**Work instruction:** Which lines of the data hold the word "iter"? Copy all of them.
Segment Start: Exercise input
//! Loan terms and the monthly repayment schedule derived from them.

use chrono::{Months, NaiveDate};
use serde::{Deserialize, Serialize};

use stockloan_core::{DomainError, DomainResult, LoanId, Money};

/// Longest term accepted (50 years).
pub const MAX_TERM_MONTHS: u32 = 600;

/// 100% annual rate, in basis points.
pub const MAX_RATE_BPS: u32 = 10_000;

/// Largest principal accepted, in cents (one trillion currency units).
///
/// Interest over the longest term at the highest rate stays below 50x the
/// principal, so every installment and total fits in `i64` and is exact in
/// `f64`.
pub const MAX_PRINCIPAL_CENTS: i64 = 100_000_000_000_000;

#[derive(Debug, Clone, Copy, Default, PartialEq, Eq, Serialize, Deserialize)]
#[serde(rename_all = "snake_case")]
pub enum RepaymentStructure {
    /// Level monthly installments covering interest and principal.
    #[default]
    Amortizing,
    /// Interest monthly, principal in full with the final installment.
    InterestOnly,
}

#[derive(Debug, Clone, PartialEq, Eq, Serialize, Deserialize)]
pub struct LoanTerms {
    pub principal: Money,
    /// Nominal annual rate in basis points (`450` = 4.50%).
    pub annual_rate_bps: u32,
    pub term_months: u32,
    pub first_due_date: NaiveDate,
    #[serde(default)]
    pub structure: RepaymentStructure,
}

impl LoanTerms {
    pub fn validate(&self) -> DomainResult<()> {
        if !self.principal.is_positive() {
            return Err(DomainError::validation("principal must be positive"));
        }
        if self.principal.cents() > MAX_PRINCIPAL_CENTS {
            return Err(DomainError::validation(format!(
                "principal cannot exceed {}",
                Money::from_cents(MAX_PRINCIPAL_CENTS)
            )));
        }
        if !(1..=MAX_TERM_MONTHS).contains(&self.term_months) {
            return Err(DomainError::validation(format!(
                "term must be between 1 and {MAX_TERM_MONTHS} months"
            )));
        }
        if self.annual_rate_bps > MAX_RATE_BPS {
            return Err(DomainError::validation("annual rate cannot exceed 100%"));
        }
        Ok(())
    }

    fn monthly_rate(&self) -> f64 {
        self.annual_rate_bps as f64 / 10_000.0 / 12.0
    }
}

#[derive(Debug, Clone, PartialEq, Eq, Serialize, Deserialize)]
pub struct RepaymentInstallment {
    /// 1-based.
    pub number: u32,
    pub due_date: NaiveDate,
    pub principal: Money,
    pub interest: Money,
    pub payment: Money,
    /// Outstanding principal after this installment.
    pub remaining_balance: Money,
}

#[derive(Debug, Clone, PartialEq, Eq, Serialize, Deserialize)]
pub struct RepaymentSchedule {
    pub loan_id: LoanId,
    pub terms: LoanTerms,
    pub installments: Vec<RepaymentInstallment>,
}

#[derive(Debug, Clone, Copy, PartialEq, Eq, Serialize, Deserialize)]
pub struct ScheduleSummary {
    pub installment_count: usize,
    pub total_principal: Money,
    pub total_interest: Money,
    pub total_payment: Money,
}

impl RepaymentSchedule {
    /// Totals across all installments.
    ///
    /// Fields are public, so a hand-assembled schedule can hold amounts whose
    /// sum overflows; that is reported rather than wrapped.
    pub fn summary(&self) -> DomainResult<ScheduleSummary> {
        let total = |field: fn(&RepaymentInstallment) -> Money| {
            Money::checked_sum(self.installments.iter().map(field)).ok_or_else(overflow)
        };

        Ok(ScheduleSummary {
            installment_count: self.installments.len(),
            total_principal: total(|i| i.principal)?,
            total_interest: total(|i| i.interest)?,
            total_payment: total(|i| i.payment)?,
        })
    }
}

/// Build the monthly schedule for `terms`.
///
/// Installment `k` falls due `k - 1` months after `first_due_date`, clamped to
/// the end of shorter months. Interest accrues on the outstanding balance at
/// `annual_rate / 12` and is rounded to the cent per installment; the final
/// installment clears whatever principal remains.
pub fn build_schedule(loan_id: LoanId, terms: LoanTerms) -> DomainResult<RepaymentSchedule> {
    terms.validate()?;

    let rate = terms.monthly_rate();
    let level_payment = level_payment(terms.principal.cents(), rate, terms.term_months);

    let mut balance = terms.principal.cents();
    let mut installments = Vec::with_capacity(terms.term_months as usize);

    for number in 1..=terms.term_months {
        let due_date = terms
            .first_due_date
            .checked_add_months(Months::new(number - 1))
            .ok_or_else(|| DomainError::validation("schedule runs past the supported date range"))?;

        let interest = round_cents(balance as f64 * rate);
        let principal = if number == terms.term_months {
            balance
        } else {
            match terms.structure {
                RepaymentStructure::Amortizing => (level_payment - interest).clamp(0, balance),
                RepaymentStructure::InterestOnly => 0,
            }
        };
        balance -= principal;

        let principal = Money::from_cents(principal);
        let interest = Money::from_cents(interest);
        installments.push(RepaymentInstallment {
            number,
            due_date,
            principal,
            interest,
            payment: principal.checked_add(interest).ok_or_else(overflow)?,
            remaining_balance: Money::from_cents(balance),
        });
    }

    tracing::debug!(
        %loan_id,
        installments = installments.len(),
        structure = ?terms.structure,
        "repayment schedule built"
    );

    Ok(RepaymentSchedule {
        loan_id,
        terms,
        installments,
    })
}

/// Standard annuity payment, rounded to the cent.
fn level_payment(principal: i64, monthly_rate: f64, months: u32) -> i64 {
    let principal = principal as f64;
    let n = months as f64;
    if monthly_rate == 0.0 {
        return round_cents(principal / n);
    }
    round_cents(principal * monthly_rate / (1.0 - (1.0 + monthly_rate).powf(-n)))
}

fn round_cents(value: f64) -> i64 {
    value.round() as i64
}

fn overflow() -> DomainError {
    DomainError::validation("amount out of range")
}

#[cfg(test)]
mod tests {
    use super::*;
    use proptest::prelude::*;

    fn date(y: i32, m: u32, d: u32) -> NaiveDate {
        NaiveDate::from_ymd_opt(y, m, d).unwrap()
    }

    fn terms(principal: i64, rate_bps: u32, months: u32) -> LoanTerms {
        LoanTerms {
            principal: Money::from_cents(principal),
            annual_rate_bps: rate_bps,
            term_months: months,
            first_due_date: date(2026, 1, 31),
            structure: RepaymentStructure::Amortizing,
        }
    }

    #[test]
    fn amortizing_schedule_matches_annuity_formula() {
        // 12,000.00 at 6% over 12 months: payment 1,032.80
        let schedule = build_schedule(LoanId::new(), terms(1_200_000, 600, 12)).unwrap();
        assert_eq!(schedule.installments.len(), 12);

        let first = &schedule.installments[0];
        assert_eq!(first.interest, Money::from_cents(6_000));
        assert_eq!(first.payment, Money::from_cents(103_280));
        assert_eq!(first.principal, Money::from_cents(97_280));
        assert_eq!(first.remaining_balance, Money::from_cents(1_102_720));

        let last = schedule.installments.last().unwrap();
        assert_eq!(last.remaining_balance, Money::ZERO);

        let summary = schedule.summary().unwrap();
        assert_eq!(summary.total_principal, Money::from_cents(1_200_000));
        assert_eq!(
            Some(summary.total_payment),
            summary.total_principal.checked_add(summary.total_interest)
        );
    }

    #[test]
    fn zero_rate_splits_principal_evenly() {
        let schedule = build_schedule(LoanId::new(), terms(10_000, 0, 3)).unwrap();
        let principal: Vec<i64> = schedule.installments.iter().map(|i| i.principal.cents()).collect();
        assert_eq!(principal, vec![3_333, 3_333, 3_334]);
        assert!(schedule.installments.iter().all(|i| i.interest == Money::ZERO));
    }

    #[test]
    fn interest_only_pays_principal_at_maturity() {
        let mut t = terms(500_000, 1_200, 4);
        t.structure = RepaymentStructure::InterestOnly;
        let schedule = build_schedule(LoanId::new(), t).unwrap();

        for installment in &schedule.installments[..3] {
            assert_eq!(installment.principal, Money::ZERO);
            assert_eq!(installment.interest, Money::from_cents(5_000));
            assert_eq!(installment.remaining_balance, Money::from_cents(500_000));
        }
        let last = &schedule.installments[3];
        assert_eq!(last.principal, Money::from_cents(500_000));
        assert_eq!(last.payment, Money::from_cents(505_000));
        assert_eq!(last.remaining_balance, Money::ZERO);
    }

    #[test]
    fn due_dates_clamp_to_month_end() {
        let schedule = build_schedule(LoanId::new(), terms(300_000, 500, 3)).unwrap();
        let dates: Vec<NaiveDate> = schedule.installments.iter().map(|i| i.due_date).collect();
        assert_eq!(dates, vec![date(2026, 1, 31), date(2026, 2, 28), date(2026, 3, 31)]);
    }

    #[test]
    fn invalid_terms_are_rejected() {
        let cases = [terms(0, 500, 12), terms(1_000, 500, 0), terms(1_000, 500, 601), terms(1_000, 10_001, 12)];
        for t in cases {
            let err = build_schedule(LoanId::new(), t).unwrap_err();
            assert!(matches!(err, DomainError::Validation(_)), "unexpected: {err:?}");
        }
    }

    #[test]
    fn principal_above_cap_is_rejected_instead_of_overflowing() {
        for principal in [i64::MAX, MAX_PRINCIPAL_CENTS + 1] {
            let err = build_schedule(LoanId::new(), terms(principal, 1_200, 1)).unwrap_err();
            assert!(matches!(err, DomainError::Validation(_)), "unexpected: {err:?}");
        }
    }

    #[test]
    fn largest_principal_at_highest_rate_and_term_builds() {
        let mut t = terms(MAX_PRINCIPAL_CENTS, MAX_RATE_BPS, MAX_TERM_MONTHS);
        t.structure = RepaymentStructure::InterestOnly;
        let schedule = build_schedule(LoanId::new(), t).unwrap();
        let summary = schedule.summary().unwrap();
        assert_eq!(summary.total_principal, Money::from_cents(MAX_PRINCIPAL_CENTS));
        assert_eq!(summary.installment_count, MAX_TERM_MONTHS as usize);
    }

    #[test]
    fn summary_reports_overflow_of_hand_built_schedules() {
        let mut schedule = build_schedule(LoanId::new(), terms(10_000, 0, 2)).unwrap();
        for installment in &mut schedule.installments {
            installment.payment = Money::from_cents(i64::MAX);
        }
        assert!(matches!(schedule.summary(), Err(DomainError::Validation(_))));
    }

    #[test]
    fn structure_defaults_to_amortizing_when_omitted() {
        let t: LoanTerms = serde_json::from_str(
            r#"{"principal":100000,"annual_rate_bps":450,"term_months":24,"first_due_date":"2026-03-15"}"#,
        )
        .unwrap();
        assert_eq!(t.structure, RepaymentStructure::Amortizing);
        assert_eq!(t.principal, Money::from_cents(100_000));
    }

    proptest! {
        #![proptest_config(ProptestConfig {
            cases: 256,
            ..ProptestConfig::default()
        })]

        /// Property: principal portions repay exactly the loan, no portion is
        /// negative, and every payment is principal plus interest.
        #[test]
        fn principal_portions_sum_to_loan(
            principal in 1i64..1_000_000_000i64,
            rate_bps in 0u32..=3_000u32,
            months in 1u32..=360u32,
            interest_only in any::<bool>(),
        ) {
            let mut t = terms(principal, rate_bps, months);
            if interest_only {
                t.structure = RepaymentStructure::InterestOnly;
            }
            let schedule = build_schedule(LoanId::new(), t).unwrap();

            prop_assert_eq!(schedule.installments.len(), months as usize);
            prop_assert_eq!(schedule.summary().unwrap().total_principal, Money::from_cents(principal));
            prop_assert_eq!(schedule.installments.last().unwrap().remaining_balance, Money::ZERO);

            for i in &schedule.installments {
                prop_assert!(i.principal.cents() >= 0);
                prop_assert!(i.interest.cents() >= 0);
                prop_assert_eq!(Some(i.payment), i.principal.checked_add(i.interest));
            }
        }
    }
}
Segment End: Exercise input
**Task solution:**
            Money::checked_sum(self.installments.iter().map(field)).ok_or_else(overflow)
        let principal: Vec<i64> = schedule.installments.iter().map(|i| i.principal.cents()).collect();
        assert!(schedule.installments.iter().all(|i| i.interest == Money::ZERO));
        let dates: Vec<NaiveDate> = schedule.installments.iter().map(|i| i.due_date).collect();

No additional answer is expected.